*Supplied information*
=== Section Start ===
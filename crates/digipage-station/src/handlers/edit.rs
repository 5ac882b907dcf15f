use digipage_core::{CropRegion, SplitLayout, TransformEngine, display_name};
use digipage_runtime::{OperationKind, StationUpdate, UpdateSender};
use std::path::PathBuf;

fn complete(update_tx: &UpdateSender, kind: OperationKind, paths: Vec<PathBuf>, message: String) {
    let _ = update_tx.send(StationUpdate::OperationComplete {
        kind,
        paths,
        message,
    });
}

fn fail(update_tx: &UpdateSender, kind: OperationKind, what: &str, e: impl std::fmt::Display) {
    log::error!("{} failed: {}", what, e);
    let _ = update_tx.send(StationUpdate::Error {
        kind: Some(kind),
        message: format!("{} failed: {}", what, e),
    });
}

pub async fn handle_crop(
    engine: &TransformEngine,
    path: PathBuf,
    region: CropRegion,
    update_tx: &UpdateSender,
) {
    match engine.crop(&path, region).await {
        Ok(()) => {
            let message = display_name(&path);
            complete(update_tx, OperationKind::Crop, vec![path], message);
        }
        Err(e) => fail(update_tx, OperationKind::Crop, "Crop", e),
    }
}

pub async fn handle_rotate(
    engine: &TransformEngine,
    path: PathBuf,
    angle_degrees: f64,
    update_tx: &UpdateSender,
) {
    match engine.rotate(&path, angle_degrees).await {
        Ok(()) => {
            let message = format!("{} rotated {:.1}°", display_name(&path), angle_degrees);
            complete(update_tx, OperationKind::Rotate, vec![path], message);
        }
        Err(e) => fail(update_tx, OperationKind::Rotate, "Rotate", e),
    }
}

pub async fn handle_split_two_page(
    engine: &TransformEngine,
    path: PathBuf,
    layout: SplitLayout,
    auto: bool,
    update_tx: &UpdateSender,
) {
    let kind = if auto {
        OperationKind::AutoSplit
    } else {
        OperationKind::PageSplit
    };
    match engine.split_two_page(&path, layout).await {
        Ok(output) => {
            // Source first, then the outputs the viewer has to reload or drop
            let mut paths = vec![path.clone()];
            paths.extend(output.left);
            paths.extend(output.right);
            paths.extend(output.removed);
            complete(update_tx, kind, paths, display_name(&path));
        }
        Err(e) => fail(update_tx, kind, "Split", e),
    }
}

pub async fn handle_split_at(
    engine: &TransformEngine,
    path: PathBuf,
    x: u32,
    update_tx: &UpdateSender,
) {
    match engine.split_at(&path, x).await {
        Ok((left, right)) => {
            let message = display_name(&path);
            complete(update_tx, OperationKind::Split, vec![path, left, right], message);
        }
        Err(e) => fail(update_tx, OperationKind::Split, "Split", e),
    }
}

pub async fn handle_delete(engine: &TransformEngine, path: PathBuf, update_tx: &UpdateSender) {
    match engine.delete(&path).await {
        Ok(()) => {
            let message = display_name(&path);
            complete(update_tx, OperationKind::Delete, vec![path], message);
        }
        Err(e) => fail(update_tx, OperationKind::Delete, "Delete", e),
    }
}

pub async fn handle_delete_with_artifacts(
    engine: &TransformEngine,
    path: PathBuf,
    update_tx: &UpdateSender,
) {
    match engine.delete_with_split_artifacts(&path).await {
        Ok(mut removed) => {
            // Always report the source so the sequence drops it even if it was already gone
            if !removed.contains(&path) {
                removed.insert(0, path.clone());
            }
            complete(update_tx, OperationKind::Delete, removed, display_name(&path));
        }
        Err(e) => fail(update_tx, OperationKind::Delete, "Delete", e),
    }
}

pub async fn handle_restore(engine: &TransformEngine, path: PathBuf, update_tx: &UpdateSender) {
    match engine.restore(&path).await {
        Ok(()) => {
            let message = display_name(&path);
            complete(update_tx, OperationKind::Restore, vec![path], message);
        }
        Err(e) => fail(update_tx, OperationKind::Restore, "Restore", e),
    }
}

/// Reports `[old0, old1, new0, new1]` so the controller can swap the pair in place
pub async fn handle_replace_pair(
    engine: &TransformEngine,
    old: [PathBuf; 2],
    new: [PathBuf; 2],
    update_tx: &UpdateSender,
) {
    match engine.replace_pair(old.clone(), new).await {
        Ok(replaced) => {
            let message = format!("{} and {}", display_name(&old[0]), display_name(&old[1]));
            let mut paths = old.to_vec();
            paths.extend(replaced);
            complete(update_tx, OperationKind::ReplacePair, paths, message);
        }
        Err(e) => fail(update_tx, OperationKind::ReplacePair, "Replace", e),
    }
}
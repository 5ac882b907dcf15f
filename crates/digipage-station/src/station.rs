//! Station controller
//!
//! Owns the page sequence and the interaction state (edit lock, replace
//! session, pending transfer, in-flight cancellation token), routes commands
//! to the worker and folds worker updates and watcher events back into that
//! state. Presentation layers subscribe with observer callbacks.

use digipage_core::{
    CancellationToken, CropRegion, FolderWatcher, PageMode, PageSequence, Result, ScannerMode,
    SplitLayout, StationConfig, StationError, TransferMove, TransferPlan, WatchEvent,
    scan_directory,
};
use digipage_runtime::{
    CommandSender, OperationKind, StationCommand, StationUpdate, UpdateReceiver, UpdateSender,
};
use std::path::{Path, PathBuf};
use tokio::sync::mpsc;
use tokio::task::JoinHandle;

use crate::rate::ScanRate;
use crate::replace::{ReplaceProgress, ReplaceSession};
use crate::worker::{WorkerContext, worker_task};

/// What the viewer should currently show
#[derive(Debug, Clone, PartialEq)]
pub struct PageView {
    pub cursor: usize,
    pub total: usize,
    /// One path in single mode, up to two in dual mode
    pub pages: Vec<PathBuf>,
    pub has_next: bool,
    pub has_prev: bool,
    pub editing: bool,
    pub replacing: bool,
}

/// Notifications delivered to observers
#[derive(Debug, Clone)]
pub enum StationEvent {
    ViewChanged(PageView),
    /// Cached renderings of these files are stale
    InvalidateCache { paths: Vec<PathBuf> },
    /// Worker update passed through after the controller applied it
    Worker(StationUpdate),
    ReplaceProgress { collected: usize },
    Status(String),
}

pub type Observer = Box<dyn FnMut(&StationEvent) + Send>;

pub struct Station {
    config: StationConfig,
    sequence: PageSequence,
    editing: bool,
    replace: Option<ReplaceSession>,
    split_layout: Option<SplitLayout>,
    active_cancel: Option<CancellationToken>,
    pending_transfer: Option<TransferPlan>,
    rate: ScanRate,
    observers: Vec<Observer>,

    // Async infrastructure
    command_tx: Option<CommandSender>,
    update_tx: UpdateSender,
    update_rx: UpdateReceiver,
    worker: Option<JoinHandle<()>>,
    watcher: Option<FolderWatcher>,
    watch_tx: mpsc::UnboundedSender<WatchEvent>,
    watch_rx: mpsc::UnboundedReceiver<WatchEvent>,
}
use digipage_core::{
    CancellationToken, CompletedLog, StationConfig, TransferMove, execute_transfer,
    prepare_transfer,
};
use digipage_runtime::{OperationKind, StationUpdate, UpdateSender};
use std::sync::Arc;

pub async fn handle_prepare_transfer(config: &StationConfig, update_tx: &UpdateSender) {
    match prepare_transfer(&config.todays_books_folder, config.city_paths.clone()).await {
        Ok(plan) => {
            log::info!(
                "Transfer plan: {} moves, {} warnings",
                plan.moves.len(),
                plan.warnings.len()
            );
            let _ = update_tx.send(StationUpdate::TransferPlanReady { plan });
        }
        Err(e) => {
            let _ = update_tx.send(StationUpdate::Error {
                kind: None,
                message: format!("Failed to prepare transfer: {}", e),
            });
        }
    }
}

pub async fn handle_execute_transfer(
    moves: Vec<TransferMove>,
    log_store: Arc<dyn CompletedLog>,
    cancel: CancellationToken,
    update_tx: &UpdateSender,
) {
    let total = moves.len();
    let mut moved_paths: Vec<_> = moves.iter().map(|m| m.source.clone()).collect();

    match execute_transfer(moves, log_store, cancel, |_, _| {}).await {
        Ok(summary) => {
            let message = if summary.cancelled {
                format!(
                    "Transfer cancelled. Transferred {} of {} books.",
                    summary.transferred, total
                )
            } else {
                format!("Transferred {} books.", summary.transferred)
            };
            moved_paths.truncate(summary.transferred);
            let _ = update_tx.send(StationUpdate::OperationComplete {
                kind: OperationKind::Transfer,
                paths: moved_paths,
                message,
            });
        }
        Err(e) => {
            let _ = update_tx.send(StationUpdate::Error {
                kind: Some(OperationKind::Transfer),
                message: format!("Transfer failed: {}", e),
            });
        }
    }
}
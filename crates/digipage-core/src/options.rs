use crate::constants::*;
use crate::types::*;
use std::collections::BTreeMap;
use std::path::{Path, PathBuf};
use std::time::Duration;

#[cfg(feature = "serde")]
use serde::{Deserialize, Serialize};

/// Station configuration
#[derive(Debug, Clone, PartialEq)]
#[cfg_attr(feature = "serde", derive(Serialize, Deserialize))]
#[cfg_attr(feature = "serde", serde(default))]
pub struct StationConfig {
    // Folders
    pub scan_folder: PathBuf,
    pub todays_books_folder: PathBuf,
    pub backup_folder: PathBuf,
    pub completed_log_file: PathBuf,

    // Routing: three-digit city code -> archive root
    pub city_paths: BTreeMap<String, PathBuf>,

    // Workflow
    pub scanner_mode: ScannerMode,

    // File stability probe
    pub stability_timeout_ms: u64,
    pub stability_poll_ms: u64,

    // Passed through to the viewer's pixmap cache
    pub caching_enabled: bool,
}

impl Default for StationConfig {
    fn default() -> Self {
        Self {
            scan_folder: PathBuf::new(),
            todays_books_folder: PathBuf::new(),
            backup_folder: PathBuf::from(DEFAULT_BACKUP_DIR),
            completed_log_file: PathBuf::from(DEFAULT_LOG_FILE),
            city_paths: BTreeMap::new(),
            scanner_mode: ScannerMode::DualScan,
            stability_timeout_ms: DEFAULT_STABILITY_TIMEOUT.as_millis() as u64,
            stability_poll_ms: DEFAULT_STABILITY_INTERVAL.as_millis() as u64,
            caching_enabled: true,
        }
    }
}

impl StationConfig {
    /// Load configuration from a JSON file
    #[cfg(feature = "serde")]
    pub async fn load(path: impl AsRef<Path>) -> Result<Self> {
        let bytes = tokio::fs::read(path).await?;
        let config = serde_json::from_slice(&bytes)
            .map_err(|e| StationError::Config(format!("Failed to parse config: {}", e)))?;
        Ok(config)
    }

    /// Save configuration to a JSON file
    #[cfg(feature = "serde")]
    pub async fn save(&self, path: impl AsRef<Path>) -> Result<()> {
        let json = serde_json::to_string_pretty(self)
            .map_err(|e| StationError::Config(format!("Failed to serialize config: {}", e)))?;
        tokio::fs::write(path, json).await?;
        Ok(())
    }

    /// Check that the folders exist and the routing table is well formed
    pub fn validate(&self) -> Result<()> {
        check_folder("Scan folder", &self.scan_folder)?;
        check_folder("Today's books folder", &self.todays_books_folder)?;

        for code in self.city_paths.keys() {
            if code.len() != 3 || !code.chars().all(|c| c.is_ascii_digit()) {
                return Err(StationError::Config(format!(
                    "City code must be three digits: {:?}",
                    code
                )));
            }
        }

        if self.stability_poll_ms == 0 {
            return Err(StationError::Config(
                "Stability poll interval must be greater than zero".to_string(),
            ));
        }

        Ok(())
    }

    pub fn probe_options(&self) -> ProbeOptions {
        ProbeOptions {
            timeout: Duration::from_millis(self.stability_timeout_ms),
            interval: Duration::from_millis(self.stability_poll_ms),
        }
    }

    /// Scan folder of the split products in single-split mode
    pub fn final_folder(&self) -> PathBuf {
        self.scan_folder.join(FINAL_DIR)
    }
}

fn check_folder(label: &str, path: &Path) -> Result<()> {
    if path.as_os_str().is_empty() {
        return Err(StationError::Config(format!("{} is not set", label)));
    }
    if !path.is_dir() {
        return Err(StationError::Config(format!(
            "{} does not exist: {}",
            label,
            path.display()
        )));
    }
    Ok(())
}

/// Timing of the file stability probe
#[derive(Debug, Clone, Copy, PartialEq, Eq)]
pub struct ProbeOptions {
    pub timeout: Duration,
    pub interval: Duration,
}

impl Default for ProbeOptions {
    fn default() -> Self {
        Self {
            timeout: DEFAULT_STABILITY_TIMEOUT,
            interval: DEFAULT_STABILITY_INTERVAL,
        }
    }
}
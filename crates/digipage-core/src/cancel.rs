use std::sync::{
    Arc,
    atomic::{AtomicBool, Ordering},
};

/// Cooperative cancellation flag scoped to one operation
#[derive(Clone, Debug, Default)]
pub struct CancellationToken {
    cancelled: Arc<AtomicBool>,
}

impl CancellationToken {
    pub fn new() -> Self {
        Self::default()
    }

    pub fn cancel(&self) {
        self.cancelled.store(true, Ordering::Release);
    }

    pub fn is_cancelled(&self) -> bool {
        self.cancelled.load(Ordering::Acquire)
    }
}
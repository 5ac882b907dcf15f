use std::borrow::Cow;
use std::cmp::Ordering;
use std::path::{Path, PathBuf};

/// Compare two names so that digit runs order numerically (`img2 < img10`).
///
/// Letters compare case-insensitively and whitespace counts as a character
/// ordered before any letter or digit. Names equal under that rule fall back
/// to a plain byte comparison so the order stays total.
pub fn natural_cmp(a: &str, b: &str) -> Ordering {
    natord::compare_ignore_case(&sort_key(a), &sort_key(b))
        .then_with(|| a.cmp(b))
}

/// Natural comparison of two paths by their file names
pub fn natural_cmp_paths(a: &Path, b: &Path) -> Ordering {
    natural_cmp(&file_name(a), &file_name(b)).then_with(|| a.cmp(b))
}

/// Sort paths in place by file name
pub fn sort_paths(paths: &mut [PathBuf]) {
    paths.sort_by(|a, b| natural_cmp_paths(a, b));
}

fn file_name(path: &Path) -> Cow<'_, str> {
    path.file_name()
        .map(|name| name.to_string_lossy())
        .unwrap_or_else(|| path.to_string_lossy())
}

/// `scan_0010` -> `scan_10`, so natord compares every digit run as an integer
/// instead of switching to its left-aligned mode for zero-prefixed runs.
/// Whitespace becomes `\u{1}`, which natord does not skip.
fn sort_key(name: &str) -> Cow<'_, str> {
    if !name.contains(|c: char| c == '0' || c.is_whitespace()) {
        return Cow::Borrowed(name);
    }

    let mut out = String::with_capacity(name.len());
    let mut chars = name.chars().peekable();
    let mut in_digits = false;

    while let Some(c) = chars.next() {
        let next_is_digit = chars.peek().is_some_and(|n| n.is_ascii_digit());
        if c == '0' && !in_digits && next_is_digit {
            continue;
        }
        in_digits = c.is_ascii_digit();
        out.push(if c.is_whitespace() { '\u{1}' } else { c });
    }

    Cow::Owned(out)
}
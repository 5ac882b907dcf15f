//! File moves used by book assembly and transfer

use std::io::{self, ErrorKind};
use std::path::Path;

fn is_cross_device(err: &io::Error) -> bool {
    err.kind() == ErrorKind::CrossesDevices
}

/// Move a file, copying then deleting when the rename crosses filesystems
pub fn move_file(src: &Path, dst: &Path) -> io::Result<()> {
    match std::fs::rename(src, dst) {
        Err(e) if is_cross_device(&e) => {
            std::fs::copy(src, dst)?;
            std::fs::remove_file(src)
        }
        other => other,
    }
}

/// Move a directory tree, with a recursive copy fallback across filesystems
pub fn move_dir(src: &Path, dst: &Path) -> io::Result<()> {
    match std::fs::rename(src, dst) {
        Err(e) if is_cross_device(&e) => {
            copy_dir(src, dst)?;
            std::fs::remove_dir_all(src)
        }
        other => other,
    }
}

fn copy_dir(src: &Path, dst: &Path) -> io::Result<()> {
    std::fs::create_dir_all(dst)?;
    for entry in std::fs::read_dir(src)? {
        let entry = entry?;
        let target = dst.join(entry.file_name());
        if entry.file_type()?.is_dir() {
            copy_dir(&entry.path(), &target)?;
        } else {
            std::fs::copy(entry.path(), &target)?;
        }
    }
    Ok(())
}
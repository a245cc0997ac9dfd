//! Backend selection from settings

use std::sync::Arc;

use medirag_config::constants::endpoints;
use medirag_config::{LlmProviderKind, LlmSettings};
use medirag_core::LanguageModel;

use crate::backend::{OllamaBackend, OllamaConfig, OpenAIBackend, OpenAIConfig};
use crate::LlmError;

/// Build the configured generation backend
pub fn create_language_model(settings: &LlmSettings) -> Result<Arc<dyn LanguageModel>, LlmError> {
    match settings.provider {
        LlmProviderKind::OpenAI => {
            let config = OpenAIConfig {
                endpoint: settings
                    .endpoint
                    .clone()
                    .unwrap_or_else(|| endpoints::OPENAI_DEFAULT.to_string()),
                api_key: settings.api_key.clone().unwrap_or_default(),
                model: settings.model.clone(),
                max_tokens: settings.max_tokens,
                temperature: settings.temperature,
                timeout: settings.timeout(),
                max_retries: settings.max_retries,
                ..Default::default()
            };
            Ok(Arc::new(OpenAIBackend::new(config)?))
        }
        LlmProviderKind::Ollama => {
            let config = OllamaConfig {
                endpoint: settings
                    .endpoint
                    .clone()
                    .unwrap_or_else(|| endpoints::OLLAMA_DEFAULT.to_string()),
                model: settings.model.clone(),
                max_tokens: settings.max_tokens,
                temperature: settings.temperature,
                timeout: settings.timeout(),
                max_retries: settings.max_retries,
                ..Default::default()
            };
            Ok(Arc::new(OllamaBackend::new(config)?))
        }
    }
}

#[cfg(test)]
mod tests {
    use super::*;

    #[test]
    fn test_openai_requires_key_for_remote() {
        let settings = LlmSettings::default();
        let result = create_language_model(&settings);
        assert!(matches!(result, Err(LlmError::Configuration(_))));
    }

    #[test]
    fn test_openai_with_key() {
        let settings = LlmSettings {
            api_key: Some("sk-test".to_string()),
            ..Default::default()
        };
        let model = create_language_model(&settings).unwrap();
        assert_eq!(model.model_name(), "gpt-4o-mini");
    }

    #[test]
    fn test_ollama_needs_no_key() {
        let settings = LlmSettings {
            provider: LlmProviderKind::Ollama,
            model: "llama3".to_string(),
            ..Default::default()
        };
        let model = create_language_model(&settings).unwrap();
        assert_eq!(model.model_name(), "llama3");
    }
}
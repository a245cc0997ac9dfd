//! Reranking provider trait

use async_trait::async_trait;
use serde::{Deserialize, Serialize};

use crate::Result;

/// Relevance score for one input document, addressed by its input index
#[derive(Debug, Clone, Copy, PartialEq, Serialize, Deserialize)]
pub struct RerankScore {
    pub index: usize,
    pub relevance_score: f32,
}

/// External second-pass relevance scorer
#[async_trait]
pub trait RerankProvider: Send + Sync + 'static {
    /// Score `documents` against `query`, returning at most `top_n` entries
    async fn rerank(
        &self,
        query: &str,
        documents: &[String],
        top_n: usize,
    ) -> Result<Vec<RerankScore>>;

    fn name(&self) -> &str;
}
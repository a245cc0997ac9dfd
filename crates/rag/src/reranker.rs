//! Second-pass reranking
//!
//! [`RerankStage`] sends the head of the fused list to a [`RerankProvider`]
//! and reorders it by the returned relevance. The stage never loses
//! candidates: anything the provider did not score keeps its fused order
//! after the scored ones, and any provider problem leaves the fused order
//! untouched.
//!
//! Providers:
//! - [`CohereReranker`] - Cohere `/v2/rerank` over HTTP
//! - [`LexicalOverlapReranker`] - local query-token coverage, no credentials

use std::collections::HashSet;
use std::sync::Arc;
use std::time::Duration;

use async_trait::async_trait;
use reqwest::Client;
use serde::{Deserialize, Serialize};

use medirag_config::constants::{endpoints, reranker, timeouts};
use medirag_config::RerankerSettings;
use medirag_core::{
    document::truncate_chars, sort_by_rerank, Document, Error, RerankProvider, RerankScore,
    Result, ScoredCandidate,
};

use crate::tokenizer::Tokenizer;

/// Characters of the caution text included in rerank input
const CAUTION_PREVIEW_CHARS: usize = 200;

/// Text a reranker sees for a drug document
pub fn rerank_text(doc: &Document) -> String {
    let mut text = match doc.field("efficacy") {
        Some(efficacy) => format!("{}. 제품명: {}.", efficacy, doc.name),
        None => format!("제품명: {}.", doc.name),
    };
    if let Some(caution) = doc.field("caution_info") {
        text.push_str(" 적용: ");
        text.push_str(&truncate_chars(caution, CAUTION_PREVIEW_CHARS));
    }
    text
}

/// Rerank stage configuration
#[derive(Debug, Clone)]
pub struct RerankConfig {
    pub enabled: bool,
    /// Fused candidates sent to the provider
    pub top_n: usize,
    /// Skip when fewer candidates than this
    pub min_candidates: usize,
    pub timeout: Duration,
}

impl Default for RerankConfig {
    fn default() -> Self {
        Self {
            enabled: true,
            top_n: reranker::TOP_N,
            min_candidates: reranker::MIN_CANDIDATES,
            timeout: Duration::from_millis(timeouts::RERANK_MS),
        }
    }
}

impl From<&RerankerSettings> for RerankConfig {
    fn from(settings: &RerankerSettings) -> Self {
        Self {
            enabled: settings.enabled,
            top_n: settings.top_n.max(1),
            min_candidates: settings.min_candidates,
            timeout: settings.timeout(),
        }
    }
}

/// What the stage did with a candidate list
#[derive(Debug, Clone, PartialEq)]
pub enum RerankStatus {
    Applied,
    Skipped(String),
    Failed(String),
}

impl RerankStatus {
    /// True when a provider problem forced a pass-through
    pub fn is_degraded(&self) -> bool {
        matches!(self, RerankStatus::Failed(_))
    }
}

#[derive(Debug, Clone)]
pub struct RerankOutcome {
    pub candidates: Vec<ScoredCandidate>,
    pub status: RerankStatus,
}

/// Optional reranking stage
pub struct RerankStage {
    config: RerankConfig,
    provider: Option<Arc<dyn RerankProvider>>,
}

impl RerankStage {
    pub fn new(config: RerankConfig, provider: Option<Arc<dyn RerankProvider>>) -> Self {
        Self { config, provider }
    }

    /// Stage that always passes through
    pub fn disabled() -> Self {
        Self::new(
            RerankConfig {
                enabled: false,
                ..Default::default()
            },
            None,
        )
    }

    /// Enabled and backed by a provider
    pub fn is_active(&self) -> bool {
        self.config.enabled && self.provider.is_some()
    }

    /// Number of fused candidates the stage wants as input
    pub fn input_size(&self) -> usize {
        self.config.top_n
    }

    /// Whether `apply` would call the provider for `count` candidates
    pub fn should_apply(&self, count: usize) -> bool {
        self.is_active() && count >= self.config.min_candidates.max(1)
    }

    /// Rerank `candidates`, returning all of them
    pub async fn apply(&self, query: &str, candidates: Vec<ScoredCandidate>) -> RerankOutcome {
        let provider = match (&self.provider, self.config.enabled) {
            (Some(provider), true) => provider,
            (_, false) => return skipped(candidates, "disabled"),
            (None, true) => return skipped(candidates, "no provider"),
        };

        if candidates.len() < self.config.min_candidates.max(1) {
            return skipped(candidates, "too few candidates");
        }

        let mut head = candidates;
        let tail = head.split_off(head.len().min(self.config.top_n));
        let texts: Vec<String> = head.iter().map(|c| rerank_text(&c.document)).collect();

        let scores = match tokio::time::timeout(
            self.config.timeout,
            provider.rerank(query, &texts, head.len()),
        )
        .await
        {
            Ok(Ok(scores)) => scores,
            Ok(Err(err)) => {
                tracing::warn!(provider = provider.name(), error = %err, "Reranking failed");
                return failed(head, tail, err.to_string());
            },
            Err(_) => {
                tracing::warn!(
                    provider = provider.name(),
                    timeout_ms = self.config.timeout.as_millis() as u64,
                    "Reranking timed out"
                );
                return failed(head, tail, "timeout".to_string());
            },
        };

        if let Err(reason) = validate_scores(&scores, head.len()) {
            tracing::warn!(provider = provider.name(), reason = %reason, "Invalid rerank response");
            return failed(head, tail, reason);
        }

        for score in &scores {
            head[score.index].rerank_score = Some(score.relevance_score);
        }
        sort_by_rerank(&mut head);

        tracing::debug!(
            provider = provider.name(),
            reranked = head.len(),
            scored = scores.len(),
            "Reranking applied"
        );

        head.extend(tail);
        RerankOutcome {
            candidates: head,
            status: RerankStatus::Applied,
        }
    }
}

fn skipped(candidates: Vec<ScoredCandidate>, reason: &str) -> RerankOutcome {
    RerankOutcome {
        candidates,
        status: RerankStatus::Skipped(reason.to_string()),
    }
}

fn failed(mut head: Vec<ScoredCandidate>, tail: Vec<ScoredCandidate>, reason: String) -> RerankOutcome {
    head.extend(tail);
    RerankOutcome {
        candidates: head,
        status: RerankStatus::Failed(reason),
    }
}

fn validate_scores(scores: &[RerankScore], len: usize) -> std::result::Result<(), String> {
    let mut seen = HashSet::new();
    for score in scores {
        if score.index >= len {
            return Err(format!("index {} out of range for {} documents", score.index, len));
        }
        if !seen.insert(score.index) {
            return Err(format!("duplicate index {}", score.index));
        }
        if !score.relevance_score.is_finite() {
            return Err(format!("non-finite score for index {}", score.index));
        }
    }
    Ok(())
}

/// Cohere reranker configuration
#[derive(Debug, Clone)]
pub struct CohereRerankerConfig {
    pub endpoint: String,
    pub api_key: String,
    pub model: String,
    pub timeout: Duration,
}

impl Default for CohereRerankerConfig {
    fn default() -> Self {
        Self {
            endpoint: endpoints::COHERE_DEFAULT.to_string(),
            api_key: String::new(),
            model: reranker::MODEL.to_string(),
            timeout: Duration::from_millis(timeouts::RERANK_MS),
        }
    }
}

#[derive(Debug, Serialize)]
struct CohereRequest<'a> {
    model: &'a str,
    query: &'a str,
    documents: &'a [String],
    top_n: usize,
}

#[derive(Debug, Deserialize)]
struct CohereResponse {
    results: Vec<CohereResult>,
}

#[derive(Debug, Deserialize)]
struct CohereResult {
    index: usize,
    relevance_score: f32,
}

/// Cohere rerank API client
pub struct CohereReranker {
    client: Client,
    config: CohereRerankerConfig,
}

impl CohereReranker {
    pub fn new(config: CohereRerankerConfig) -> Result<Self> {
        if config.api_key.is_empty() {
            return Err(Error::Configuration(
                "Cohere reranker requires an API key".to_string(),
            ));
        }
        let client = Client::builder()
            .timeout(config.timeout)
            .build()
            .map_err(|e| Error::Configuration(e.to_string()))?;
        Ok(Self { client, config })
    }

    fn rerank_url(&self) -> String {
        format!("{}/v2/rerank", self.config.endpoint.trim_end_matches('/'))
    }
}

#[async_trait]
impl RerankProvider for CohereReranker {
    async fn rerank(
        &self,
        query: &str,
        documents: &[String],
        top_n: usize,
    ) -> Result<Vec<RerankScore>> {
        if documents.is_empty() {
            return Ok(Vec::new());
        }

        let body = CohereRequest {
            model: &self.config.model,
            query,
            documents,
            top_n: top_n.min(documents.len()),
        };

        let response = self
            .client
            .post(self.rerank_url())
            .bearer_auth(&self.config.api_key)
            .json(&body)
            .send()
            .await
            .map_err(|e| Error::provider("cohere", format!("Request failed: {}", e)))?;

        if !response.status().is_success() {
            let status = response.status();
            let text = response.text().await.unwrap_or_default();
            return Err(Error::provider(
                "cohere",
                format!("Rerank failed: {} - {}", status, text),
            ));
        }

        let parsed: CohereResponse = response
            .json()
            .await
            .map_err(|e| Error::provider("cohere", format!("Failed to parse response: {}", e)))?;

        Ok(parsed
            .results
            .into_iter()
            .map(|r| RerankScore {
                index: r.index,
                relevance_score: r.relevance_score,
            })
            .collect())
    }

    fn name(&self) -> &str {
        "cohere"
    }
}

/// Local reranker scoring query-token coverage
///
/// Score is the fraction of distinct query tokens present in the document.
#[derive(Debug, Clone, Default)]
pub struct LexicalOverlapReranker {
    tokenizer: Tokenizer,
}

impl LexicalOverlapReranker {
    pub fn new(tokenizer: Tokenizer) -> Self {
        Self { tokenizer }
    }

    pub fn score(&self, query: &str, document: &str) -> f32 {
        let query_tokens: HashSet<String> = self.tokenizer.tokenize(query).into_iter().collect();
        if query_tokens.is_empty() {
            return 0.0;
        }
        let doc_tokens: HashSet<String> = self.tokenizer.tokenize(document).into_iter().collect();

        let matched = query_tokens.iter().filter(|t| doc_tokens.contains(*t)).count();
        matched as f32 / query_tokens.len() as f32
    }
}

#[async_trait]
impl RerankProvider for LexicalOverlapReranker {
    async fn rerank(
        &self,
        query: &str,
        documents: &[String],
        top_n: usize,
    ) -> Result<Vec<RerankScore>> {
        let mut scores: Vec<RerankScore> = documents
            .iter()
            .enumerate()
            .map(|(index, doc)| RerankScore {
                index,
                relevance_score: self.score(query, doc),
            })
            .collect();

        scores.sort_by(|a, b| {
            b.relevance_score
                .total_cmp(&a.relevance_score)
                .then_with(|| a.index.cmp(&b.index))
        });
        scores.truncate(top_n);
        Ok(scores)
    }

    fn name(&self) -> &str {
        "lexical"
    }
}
=== Section End ===
*Exercise brief*
A single number is the whole answer: report how many lines in the data above include the word "efficacy".

*Solved exercise*
2